INFORMATION SHOWN
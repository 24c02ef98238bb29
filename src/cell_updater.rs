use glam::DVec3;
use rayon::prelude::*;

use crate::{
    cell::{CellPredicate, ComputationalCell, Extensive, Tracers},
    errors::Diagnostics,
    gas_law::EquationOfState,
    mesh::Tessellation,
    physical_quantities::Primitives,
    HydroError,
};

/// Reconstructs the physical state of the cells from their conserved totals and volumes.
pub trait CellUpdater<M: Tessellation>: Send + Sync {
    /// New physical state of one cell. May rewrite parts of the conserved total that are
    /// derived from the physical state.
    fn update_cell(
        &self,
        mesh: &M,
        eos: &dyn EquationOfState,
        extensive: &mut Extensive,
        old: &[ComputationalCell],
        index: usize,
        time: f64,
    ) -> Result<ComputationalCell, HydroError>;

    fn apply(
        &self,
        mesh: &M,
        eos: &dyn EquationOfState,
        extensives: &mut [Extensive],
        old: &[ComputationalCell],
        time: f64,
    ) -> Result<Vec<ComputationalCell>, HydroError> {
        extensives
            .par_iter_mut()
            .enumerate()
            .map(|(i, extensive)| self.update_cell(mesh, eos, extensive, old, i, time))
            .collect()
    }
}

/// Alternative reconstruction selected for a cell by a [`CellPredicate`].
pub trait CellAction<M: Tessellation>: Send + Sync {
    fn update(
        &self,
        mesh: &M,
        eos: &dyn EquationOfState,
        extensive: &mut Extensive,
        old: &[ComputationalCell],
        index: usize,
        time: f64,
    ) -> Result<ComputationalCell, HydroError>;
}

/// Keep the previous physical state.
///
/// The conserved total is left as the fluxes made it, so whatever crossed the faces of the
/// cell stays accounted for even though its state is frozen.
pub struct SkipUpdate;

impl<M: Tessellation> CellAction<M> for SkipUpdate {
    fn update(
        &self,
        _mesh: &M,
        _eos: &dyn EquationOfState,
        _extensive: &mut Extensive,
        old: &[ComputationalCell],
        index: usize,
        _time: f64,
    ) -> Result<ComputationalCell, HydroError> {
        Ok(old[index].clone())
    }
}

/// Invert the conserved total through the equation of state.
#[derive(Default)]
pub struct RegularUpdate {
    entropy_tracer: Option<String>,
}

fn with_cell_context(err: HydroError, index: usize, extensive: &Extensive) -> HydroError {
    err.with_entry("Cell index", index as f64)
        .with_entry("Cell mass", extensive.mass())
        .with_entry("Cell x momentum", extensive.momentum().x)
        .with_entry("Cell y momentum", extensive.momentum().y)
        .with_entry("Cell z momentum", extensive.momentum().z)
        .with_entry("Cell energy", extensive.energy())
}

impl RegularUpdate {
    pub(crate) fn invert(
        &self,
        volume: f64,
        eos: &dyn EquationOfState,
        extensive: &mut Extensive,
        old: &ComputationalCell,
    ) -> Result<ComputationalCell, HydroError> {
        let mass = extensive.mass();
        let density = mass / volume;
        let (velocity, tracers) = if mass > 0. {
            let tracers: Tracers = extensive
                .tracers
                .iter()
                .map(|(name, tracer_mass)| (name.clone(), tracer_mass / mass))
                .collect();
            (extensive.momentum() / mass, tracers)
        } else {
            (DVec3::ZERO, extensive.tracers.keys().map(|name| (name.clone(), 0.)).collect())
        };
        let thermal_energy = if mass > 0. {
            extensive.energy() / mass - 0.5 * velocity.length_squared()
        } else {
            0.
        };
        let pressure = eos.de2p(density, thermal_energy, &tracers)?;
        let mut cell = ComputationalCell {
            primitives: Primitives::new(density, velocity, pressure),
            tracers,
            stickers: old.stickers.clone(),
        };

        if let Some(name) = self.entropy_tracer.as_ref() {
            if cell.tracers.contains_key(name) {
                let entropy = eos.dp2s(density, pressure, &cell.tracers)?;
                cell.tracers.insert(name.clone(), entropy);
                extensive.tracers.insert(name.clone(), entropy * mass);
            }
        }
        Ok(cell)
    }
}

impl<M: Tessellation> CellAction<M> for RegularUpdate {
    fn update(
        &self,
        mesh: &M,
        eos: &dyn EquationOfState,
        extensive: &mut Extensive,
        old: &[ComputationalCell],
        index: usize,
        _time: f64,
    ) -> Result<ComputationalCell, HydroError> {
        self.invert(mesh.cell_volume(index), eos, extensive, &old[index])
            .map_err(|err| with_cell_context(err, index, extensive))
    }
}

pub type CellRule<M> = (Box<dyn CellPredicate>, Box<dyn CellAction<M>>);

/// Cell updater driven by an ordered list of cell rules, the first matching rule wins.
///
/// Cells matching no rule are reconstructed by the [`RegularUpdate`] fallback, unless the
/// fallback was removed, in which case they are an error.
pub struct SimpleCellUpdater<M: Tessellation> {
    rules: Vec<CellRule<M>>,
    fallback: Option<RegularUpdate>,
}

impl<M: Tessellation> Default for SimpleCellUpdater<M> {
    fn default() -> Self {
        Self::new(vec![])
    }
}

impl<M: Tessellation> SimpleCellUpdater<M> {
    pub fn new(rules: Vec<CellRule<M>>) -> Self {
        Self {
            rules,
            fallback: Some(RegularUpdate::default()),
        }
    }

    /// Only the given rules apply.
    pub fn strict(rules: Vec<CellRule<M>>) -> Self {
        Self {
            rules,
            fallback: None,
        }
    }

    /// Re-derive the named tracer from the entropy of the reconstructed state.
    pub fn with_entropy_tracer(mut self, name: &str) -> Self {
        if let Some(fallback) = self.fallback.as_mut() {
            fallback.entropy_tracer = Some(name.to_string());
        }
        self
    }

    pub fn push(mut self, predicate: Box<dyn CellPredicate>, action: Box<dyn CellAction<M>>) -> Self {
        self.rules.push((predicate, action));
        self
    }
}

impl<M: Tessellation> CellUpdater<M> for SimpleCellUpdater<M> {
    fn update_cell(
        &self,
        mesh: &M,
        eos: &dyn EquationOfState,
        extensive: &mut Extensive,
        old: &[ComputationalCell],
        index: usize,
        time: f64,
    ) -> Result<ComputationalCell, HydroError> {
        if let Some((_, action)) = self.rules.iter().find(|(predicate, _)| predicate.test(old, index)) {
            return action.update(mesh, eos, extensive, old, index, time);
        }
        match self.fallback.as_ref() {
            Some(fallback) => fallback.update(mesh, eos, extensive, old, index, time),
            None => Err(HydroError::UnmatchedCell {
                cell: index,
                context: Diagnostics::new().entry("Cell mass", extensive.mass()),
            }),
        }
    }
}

WHAT TO PRODUCE
Each line of the material above needs to be quoted exactly, please.

RESULT BELOW
repository 24c02ef98238bb29
filename src/cell_updater.rs
use glam::DVec3;
use rayon::prelude::*;

use crate::{
    cell::{CellPredicate, ComputationalCell, Extensive, Tracers},
    errors::Diagnostics,
    gas_law::EquationOfState,
    mesh::Tessellation,
    physical_quantities::Primitives,
    HydroError,
};

/// Reconstructs the physical state of the cells from their conserved totals and volumes.
pub trait CellUpdater<M: Tessellation>: Send + Sync {
    /// New physical state of one cell. May rewrite parts of the conserved total that are
    /// derived from the physical state.
    fn update_cell(
        &self,
        mesh: &M,
        eos: &dyn EquationOfState,
        extensive: &mut Extensive,
        old: &[ComputationalCell],
        index: usize,
        time: f64,
    ) -> Result<ComputationalCell, HydroError>;

    fn apply(
        &self,
        mesh: &M,
        eos: &dyn EquationOfState,
        extensives: &mut [Extensive],
        old: &[ComputationalCell],
        time: f64,
    ) -> Result<Vec<ComputationalCell>, HydroError> {
        extensives
            .par_iter_mut()
            .enumerate()
            .map(|(i, extensive)| self.update_cell(mesh, eos, extensive, old, i, time))
            .collect()
    }
}

/// Alternative reconstruction selected for a cell by a [`CellPredicate`].
pub trait CellAction<M: Tessellation>: Send + Sync {
    fn update(
        &self,
        mesh: &M,
        eos: &dyn EquationOfState,
        extensive: &mut Extensive,
        old: &[ComputationalCell],
        index: usize,
        time: f64,
    ) -> Result<ComputationalCell, HydroError>;
}

/// Keep the previous physical state.
///
/// The conserved total is left as the fluxes made it, so whatever crossed the faces of the
/// cell stays accounted for even though its state is frozen.
pub struct SkipUpdate;

impl<M: Tessellation> CellAction<M> for SkipUpdate {
    fn update(
        &self,
        _mesh: &M,
        _eos: &dyn EquationOfState,
        _extensive: &mut Extensive,
        old: &[ComputationalCell],
        index: usize,
        _time: f64,
    ) -> Result<ComputationalCell, HydroError> {
        Ok(old[index].clone())
    }
}

/// Invert the conserved total through the equation of state.
#[derive(Default)]
pub struct RegularUpdate {
    entropy_tracer: Option<String>,
}

fn with_cell_context(err: HydroError, index: usize, extensive: &Extensive) -> HydroError {
    err.with_entry("Cell index", index as f64)
        .with_entry("Cell mass", extensive.mass())
        .with_entry("Cell x momentum", extensive.momentum().x)
        .with_entry("Cell y momentum", extensive.momentum().y)
        .with_entry("Cell z momentum", extensive.momentum().z)
        .with_entry("Cell energy", extensive.energy())
}

impl RegularUpdate {
    pub(crate) fn invert(
        &self,
        volume: f64,
        eos: &dyn EquationOfState,
        extensive: &mut Extensive,
        old: &ComputationalCell,
    ) -> Result<ComputationalCell, HydroError> {
        let mass = extensive.mass();
        let density = mass / volume;
        let (velocity, tracers) = if mass > 0. {
            let tracers: Tracers = extensive
                .tracers
                .iter()
                .map(|(name, tracer_mass)| (name.clone(), tracer_mass / mass))
                .collect();
            (extensive.momentum() / mass, tracers)
        } else {
            (DVec3::ZERO, extensive.tracers.keys().map(|name| (name.clone(), 0.)).collect())
        };
        let thermal_energy = if mass > 0. {
            extensive.energy() / mass - 0.5 * velocity.length_squared()
        } else {
            0.
        };
        let pressure = eos.de2p(density, thermal_energy, &tracers)?;
        let mut cell = ComputationalCell {
            primitives: Primitives::new(density, velocity, pressure),
            tracers,
            stickers: old.stickers.clone(),
        };

        if let Some(name) = self.entropy_tracer.as_ref() {
            if cell.tracers.contains_key(name) {
                let entropy = eos.dp2s(density, pressure, &cell.tracers)?;
                cell.tracers.insert(name.clone(), entropy);
                extensive.tracers.insert(name.clone(), entropy * mass);
            }
        }
        Ok(cell)
    }
}

impl<M: Tessellation> CellAction<M> for RegularUpdate {
    fn update(
        &self,
        mesh: &M,
        eos: &dyn EquationOfState,
        extensive: &mut Extensive,
        old: &[ComputationalCell],
        index: usize,
        _time: f64,
    ) -> Result<ComputationalCell, HydroError> {
        self.invert(mesh.cell_volume(index), eos, extensive, &old[index])
            .map_err(|err| with_cell_context(err, index, extensive))
    }
}

pub type CellRule<M> = (Box<dyn CellPredicate>, Box<dyn CellAction<M>>);

/// Cell updater driven by an ordered list of cell rules, the first matching rule wins.
///
/// Cells matching no rule are reconstructed by the [`RegularUpdate`] fallback, unless the
/// fallback was removed, in which case they are an error.
pub struct SimpleCellUpdater<M: Tessellation> {
    rules: Vec<CellRule<M>>,
    fallback: Option<RegularUpdate>,
}

impl<M: Tessellation> Default for SimpleCellUpdater<M> {
    fn default() -> Self {
        Self::new(vec![])
    }
}

impl<M: Tessellation> SimpleCellUpdater<M> {
    pub fn new(rules: Vec<CellRule<M>>) -> Self {
        Self {
            rules,
            fallback: Some(RegularUpdate::default()),
        }
    }

    /// Only the given rules apply.
    pub fn strict(rules: Vec<CellRule<M>>) -> Self {
        Self {
            rules,
            fallback: None,
        }
    }

    /// Re-derive the named tracer from the entropy of the reconstructed state.
    pub fn with_entropy_tracer(mut self, name: &str) -> Self {
        if let Some(fallback) = self.fallback.as_mut() {
            fallback.entropy_tracer = Some(name.to_string());
        }
        self
    }

    pub fn push(mut self, predicate: Box<dyn CellPredicate>, action: Box<dyn CellAction<M>>) -> Self {
        self.rules.push((predicate, action));
        self
    }
}

impl<M: Tessellation> CellUpdater<M> for SimpleCellUpdater<M> {
    fn update_cell(
        &self,
        mesh: &M,
        eos: &dyn EquationOfState,
        extensive: &mut Extensive,
        old: &[ComputationalCell],
        index: usize,
        time: f64,
    ) -> Result<ComputationalCell, HydroError> {
        if let Some((_, action)) = self.rules.iter().find(|(predicate, _)| predicate.test(old, index)) {
            return action.update(mesh, eos, extensive, old, index, time);
        }
        match self.fallback.as_ref() {
            Some(fallback) => fallback.update(mesh, eos, extensive, old, index, time),
            None => Err(HydroError::UnmatchedCell {
                cell: index,
                context: Diagnostics::new().entry("Cell mass", extensive.mass()),
            }),
        }
    }
}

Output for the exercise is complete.